■ ASSIGNMENT
Lines in the data below that contain the word "Args" are to be copied.
━━━━━━━━━━
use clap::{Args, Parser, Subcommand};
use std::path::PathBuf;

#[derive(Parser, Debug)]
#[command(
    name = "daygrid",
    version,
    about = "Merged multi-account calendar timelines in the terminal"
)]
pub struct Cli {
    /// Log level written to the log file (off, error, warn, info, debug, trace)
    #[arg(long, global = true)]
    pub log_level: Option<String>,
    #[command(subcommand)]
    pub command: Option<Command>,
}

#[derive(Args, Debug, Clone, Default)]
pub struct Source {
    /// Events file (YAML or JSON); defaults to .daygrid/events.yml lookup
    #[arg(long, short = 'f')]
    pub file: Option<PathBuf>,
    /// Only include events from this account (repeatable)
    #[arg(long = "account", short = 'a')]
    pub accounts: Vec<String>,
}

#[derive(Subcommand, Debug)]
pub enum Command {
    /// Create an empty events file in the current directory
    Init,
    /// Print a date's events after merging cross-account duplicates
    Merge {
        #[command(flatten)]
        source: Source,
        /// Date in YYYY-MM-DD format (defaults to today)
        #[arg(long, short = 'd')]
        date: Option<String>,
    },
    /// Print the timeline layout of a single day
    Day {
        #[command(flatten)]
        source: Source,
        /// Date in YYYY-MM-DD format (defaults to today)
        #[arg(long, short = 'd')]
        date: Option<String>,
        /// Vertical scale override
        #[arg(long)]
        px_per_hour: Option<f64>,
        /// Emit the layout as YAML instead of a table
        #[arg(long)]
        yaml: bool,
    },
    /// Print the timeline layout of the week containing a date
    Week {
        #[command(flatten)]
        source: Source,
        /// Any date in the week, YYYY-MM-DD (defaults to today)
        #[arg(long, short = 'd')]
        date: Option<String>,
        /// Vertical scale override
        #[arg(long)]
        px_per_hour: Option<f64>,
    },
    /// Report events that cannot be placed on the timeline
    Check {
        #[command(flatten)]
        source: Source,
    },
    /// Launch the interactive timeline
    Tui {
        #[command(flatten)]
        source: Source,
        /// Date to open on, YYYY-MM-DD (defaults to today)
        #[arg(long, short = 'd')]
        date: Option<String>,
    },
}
━━━━━━━━━━
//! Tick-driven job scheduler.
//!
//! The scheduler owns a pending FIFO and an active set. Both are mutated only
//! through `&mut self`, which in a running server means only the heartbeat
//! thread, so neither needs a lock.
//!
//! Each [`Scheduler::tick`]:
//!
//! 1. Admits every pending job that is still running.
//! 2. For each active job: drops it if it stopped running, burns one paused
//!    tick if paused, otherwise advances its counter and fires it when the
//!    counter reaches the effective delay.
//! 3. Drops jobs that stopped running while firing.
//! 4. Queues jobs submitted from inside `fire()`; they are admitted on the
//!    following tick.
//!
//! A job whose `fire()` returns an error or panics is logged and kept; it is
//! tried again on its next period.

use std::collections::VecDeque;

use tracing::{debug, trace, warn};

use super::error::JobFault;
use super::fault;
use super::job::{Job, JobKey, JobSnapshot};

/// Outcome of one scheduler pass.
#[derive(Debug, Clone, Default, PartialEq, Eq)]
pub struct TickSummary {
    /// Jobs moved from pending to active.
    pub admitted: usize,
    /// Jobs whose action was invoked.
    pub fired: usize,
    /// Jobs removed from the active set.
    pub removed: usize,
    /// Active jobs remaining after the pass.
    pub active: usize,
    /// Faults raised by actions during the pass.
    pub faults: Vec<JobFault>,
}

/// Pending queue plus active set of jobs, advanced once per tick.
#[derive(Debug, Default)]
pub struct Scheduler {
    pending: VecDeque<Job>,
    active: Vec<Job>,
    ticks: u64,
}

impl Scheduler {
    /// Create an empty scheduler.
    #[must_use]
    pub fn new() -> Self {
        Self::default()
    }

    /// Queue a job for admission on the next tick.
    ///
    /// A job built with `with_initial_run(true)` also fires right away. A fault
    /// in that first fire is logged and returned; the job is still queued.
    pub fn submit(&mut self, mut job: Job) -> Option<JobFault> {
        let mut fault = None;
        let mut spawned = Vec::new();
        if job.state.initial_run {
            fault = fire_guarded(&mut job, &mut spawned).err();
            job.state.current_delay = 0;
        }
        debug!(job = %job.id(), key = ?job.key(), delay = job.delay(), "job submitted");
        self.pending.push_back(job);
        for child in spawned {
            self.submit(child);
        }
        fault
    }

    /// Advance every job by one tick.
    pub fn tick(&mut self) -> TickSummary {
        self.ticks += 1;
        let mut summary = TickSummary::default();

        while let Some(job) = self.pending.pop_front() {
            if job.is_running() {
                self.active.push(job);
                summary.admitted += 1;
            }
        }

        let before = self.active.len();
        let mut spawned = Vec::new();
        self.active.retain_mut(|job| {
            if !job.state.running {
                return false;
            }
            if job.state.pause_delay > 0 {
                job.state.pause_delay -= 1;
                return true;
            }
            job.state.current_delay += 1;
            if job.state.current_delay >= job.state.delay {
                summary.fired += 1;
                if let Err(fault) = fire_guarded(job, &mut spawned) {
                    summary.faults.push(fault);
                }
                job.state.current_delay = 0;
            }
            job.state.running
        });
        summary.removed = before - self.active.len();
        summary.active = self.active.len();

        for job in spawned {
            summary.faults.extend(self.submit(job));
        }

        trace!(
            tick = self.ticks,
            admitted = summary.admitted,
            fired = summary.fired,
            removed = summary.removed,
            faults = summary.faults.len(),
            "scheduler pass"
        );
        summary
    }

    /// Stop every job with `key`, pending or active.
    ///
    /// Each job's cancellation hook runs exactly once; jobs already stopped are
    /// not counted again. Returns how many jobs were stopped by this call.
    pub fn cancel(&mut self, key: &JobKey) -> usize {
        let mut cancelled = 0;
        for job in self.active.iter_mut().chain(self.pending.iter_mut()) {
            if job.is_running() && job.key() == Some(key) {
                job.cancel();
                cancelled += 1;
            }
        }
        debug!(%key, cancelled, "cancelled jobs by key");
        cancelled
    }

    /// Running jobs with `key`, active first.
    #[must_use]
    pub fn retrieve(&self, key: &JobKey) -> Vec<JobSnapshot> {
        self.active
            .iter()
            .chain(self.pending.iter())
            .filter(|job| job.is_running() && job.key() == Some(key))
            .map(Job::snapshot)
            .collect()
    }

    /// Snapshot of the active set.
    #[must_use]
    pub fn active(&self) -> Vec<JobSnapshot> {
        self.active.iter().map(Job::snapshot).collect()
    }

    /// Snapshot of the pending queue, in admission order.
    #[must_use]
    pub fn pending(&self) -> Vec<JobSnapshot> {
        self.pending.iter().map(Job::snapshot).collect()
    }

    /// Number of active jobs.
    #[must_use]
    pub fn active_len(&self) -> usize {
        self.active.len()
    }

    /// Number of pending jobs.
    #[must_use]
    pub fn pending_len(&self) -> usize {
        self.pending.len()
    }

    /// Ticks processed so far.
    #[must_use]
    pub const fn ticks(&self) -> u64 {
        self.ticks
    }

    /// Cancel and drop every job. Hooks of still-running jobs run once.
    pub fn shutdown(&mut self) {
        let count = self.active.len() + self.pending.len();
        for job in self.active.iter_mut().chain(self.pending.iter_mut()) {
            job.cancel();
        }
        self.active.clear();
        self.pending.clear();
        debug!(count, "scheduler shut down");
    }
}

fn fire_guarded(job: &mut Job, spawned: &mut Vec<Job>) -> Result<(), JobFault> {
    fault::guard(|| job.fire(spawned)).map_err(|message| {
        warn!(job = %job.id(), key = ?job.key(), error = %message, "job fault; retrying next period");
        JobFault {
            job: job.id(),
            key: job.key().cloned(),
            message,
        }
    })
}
━━━━━━━━━━
■ SOLUTION
use clap::{Args, Parser, Subcommand};
#[derive(Args, Debug, Clone, Default)]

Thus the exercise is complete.